Workshop A : Ab initio and density functional methods for designing new materials for solar energy conversion and storage

A lot of novel materials can be generated and screened by their computed properties even before their synthesis, focusing experiments on the most promising candidates and exploring rapidly new generation of materials for solar energy conversion including batteries for storage. Computational method Ab initio computation, which allows parameter free calculations real materials at the atomic level and focuses on the understanding and the design of new materials with superior properties and functionalities, has proven its merit. The progress over the last 20 years is largely due to the success of density-functional theory (DFT). Thus these calculations can be applied to all condensed matter systems, ranging from metals, semiconductors and insulators to complicated nanostructures.The workshop provides a forum for researchers and students working on ab initio density functional electronic structure theory and designing new materials for solar cells and storage.

Submission:

See IRSEC’14 submission page: http://med-space.org/irsec14/submission/.
On your submission in easychair system, please use the Topic : “Workshop A : Ab initio and density functional methods for designing new materials for solar energy conversion and storage”.

Workshop Chairs:

Biography of Prof. Abdelilah Benyoussef

Abdelilah Benyoussef carried out his “Doctorat d’état” studies on the spin glass phase in disordered and frustrated magnetic systems at the university of Paris Orsay and the “Commissariat de l’énergie Atomique” (CEA) in Paris, France, where he received his “Doctorat d’état” degree in 1983.
Abdelilah Benyoussef, is a full professor in the physics department of the Faculty of science in Mohammed V University, since 1987. He is a permanent member of the Moroccan Hassan II Academy of Science and Technology, since 2006. He is associate professor in the materials and nanomaterials center of the Moroccan Foundation for Advanced Science, Innovation and Research. He is National coordinator of the Competences Pole of Condensed Matter and Systems Modeling. He is also an editor in chief of the Moroccan Journal of Condensed Matter. He is President of the Moroccan Society of Statistical Physics and Condensed Matter. He has been visiting professor in many research centers, laboratories and Universities in Belgium, Canada, Egypt, France, Germany, Japan, Spain, Tunisia, and United states.
The main interest topics of Abdelilah Benyoussef are Ab initio calculation and Monte carlo method in modeling and simulation of new materials for renewable energy; Magnetism and phase transition in condensed matter; complex systems and critical self organization in statistical physics.
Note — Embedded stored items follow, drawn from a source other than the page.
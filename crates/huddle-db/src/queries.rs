use crate::Database;
use crate::models::{
    ChannelRow, ConversationRow, MemberRow, MessageRow, ReactionRow, ReplyRow, UserRow, WorkspaceRow,
};
use anyhow::Result;
use huddle_types::query::MessageFilter;
use rusqlite::types::Value;
use rusqlite::{Connection, Row, params, params_from_iter};

const MEMBER_SELECT: &str = "SELECT mem.id, mem.workspace_id, mem.role, u.id, u.name, u.email, u.image
     FROM members mem
     JOIN users u ON u.id = mem.user_id";

const MESSAGE_SELECT: &str = "SELECT m.id, m.workspace_id, m.member_id, u.name, u.image, m.channel_id,
            m.conversation_id, m.parent_message_id, m.body, m.image, m.created_at, m.updated_at
     FROM messages m
     LEFT JOIN members mem ON mem.id = m.member_id
     LEFT JOIN users u ON u.id = mem.user_id";

/// Position of a message in a feed: `(created_at, id)`.
pub type FeedKey = (i64, String);

/// Everything needed to insert a message row.
pub struct NewMessage<'a> {
    pub id: &'a str,
    pub workspace_id: &'a str,
    pub member_id: &'a str,
    pub channel_id: Option<&'a str>,
    pub conversation_id: Option<&'a str>,
    pub parent_message_id: Option<&'a str>,
    pub body: &'a str,
    pub image: Option<&'a str>,
    pub created_at: i64,
}
use std::path::Path;
use std::sync::Arc;

use anyhow::{Context, Result, anyhow, bail};
use tracing::debug;

use huddle_core::feed::FeedComposer;
use huddle_core::mutation::{MutateOptions, MutationController};
use huddle_core::naming;
use huddle_core::notice::{NoticeLevel, Notices};
use huddle_core::pagination::{PaginatedQuery, PaginationStatus};
use huddle_core::panel::PanelNavigator;
use huddle_core::reactions::{ReactionSet, aggregate};
use huddle_core::send::{Destination, MessageComposer, SendError};
use huddle_core::upload::{Attachment, HttpUploader};
use huddle_db::{Database, LocalBackend};
use huddle_types::api::*;
use huddle_types::query::MessageFilter;
use huddle_types::{Channel, Member, MessageId, MessageTarget, Workspace, WorkspaceId};

use crate::config::Settings;
use crate::render;

/// One invocation acting as the configured user.
pub struct App {
    settings: Settings,
    backend: Arc<LocalBackend>,
    notices: Notices,
}

impl App {
    pub fn open(settings: Settings, db: Arc<Database>) -> Result<Self> {
        let user = db
            .get_user_by_email(&settings.user)?
            .with_context(|| format!("unknown user {}; run `huddle seed` first", settings.user))?;
        let mut backend = LocalBackend::new(db, user.id.parse()?);
        if let Some(url) = &settings.upload_url {
            backend = backend.with_upload_url(url);
        }
        debug!(user = %settings.user, "acting as user");
        Ok(Self {
            settings,
            backend: Arc::new(backend),
            notices: Notices::new(),
        })
    }

    /// Print queued notices. Returns how many were errors.
    pub fn flush_notices(&self) -> usize {
        let mut errors = 0;
        for notice in self.notices.drain() {
            match notice.level {
                NoticeLevel::Success => println!("{}", notice.text),
                NoticeLevel::Error => {
                    errors += 1;
                    eprintln!("error: {}", notice.text);
                }
            }
        }
        errors
    }

    async fn workspace(&self) -> Result<Workspace> {
        let workspaces = self.backend.workspaces().await?;
        let found = match &self.settings.workspace {
            Some(name) => workspaces.into_iter().find(|w| w.name.eq_ignore_ascii_case(name)),
            None => workspaces.into_iter().next(),
        };
        found.context("no workspace found; run `huddle seed` or `huddle join`")
    }

    async fn member(&self, workspace_id: WorkspaceId) -> Result<Member> {
        Ok(self.backend.current_member(workspace_id).await?)
    }

    async fn channel(&self, workspace_id: WorkspaceId, name: &str) -> Result<Channel> {
        let wanted = naming::normalize_channel_name(name.trim_start_matches('#'));
        self.backend
            .channels(workspace_id)
            .await?
            .into_iter()
            .find(|c| c.name == wanted)
            .with_context(|| format!("no channel named #{wanted}"))
    }

    /// Run `O` through a controller, queueing a notice for the outcome.
    async fn perform<O>(
        &self,
        request: O::Request,
        done: impl FnOnce(&O::Response) -> String + Send,
    ) -> Option<O::Response>
    where
        O: Operation,
    {
        let controller = MutationController::<O, _>::new(self.backend.clone());
        let notices = &self.notices;
        let result = controller
            .mutate(
                request,
                MutateOptions::new()
                    .on_success(|data| notices.success(done(data)))
                    .on_error(|e| notices.error(e.to_string())),
            )
            .await;
        // Without throw_error a failure is already recorded as a notice.
        result.ok().flatten()
    }

    pub async fn feed(&self, channel: &str, pages: usize) -> Result<()> {
        let workspace = self.workspace().await?;
        let member = self.member(workspace.id).await?;
        let channel = self.channel(workspace.id, channel).await?;
        let config = self.settings.feed();

        let mut query = PaginatedQuery::new(self.backend.clone(), MessageFilter::Channel(channel.id), config.page_size);
        query.start().await?;
        for _ in 1..pages.max(1) {
            if !query.load_more().await? {
                break;
            }
        }

        let composer = FeedComposer::local(&config);
        let plan = composer.compose(query.results());
        println!("#{} in {}", channel.name, workspace.name);
        if plan.is_empty() {
            println!("No messages yet.");
        }
        print!("{}", render::feed(&plan, &composer, member.id));
        if query.status() == PaginationStatus::CanLoadMore {
            println!("(older messages available: --pages {})", pages.max(1) + 1);
        }
        Ok(())
    }

    pub async fn thread(&self, id: MessageId) -> Result<()> {
        let mut panel = PanelNavigator::new();
        panel.open_thread(id);

        let root = match self.backend.message(id).await {
            Ok(root) => root,
            Err(e) if e.is_not_found() => {
                panel.on_message_removed(id);
                println!("Message not found");
                return Ok(());
            }
            Err(e) => return Err(e.into()),
        };
        let member = self.member(root.workspace_id).await?;
        let config = self.settings.feed();
        let composer = FeedComposer::local(&config);
        print!("{}", render::thread_root(&root, &composer));

        let mut replies = PaginatedQuery::new(self.backend.clone(), MessageFilter::Thread(id), config.page_size);
        replies.start().await?;
        while replies.load_more().await? {}
        let plan = composer.compose(replies.results());
        print!("{}", render::feed(&plan, &composer, member.id));
        Ok(())
    }

    pub async fn send(
        &self,
        channel: &str,
        body: &str,
        image: Option<&Path>,
        reply_to: Option<MessageId>,
    ) -> Result<()> {
        let workspace = self.workspace().await?;
        let channel = self.channel(workspace.id, channel).await?;
        let destination = Destination {
            workspace_id: workspace.id,
            target: MessageTarget::Channel(channel.id),
            parent_message_id: reply_to,
        };
        let mut composer = MessageComposer::new(
            destination,
            self.backend.clone(),
            Arc::new(HttpUploader::default()),
            self.notices.clone(),
        );
        if !body.trim().is_empty() {
            composer.set_body(render::rich_text(body));
        }
        if let Some(path) = image {
            let bytes = tokio::fs::read(path)
                .await
                .with_context(|| format!("read {}", path.display()))?;
            composer.attach(Attachment::new(content_type(path), bytes));
        }

        match composer.submit().await {
            Ok(id) => self.notices.success(format!("Sent {id} to #{}", channel.name)),
            Err(SendError::Empty) => bail!("nothing to send"),
            // The composer has already queued the failure notice.
            Err(e) => debug!(error = %e, "send failed"),
        }
        Ok(())
    }

    pub async fn edit(&self, id: MessageId, body: &str) -> Result<()> {
        let request = UpdateMessageRequest {
            id,
            body: render::rich_text(body),
        };
        self.perform::<UpdateMessage>(request, |_| "Message updated".to_string())
            .await;
        Ok(())
    }

    pub async fn delete(&self, id: MessageId) -> Result<()> {
        self.perform::<RemoveMessage>(RemoveMessageRequest { id }, |_| "Message deleted".to_string())
            .await;
        Ok(())
    }

    pub async fn react(&self, id: MessageId, value: &str) -> Result<()> {
        let message = self.backend.message(id).await?;
        let member = self.member(message.workspace_id).await?;

        // Predict the outcome locally; the store decides.
        let mut reactions = ReactionSet::from_rows(message.reactions);
        let expected = reactions.toggle(id, member.id, value);

        let request = ToggleReactionRequest {
            message_id: id,
            value: value.to_string(),
        };
        let shown = value.to_string();
        let confirmed = self
            .perform::<ToggleReaction>(request, move |change| match change {
                ReactionChange::Added => format!("Reacted with {shown}"),
                ReactionChange::Removed => format!("Removed {shown}"),
            })
            .await;

        let groups = match confirmed {
            Some(change) if change == expected => reactions.aggregate(id),
            Some(_) => {
                debug!(message_id = %id, "reaction changed underneath us, reloading");
                aggregate(&self.backend.message(id).await?.reactions)
            }
            None => return Ok(()),
        };
        println!("{}", render::reaction_chips(&groups, member.id));
        Ok(())
    }

    pub async fn rename_channel(&self, channel: &str, name: &str) -> Result<()> {
        let workspace = self.workspace().await?;
        let channel = self.channel(workspace.id, channel).await?;
        let shown = naming::normalize_channel_name(name);
        let request = UpdateChannelRequest {
            id: channel.id,
            name: name.to_string(),
        };
        self.perform::<UpdateChannel>(request, move |_| format!("Channel renamed to #{shown}"))
            .await;
        Ok(())
    }

    pub async fn new_join_code(&self) -> Result<()> {
        let workspace = self.workspace().await?;
        let request = NewJoinCodeRequest {
            workspace_id: workspace.id,
        };
        if self
            .perform::<NewJoinCode>(request, |_| "Invite code regenerated".to_string())
            .await
            .is_some()
        {
            let workspace = self.backend.workspace(workspace.id).await?;
            println!("Join code for {}: {}", workspace.name, workspace.join_code);
        }
        Ok(())
    }

    pub async fn join(&self, workspace: &str, join_code: &str) -> Result<()> {
        let workspace_id: WorkspaceId = workspace
            .parse()
            .map_err(|e| anyhow!("invalid workspace id {workspace}: {e}"))?;
        let request = JoinWorkspaceRequest {
            workspace_id,
            join_code: join_code.to_string(),
        };
        self.perform::<JoinWorkspace>(request, |id| format!("Joined workspace {id}"))
            .await;
        Ok(())
    }
}

fn content_type(path: &Path) -> &'static str {
    let ext = path
        .extension()
        .and_then(|e| e.to_str())
        .map(str::to_ascii_lowercase)
        .unwrap_or_default();
    match ext.as_str() {
        "png" => "image/png",
        "jpg" | "jpeg" => "image/jpeg",
        "gif" => "image/gif",
        "webp" => "image/webp",
        _ => "application/octet-stream",
    }
}

#[cfg(test)]
mod tests {
    use super::*;

    #[test]
    fn content_type_from_extension() {
        assert_eq!(content_type(Path::new("cat.PNG")), "image/png");
        assert_eq!(content_type(Path::new("a/b.jpeg")), "image/jpeg");
        assert_eq!(content_type(Path::new("notes")), "application/octet-stream");
    }

    #[tokio::test]
    async fn commands_run_against_a_seeded_store() {
        let db = Arc::new(Database::open_in_memory().unwrap());
        let report = crate::seed::run(db.clone()).await.unwrap();
        assert_eq!(report.users.len(), 3);

        let settings = Settings {
            db_path: ":memory:".into(),
            user: "grace@example.com".into(),
            workspace: None,
            upload_url: None,
            page_size: 4,
        };
        let app = App::open(settings, db.clone()).unwrap();

        app.send("#general", "hello from the test", None, None).await.unwrap();
        assert_eq!(app.flush_notices(), 0);

        let channels = app.backend.channels(report.workspace.id).await.unwrap();
        assert!(channels.iter().any(|c| c.name == "design-reviews"));

        app.rename_channel("general", "Town Square").await.unwrap();
        assert_eq!(app.flush_notices(), 1, "members may not rename channels");

        app.feed("general", 5).await.unwrap();
        app.new_join_code().await.unwrap();
        assert_eq!(app.flush_notices(), 1);

        let general = app.channel(report.workspace.id, "general").await.unwrap();
        let mut query = PaginatedQuery::new(app.backend.clone(), MessageFilter::Channel(general.id), 4);
        query.start().await.unwrap();
        let newest = query.results()[0].id;
        assert!(app.backend.message(newest).await.unwrap().reactions.is_empty());

        app.react(newest, "👀").await.unwrap();
        let stored = app.backend.message(newest).await.unwrap().reactions;
        assert_eq!(aggregate(&stored)[0].count, 1);
        app.react(newest, "👀").await.unwrap();
        assert!(app.backend.message(newest).await.unwrap().reactions.is_empty());
        assert_eq!(app.flush_notices(), 0);

        app.thread(newest).await.unwrap();
        assert_eq!(app.flush_notices(), 0);
    }
}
Biography of Prof. Sabre Kais

In 1989, Prof. Kais received his Ph.D. in Chemical Physics from the Hebrew University. After a postdoctoral appointment at Harvard University 1989-1994, he joined the Chemistry Department at Purdue in 1994 as an Assistant Professor. Since 2002, he has been a full professor of Chemical Physics. He received the National Science Foundation Career Award in 1997. He was also awarded the Purdue University Faculty Scholar Award (2004-2009), and the Guggenheim Fellowship Award (2005). In 2007, Prof. Kais was the Elected Fellow of the American Physical Society and the Elected Fellow of the American Association for the Advancement of Science. In 2012, he received the Sigma Xi Research Award. He has courtesy professorship appointments at both the Department of Computer Science and the Department of Physics at Purdue and Chief Scientist at Qatar Environment and Energy Research Institute. He is a former director of the NSF center Quantum Information for Quantum Chemistry (QIQC) and external professor at Santa Fe Institute. He has published over 160 peer-reviewed papers and served on the editorial board of several chemistry and physics journals. His research focuses on electronic structure and dynamics of quantum systems, quantum criticality and dimensional scaling, quantum information and computation, stability of matter in external fields and quantum transport.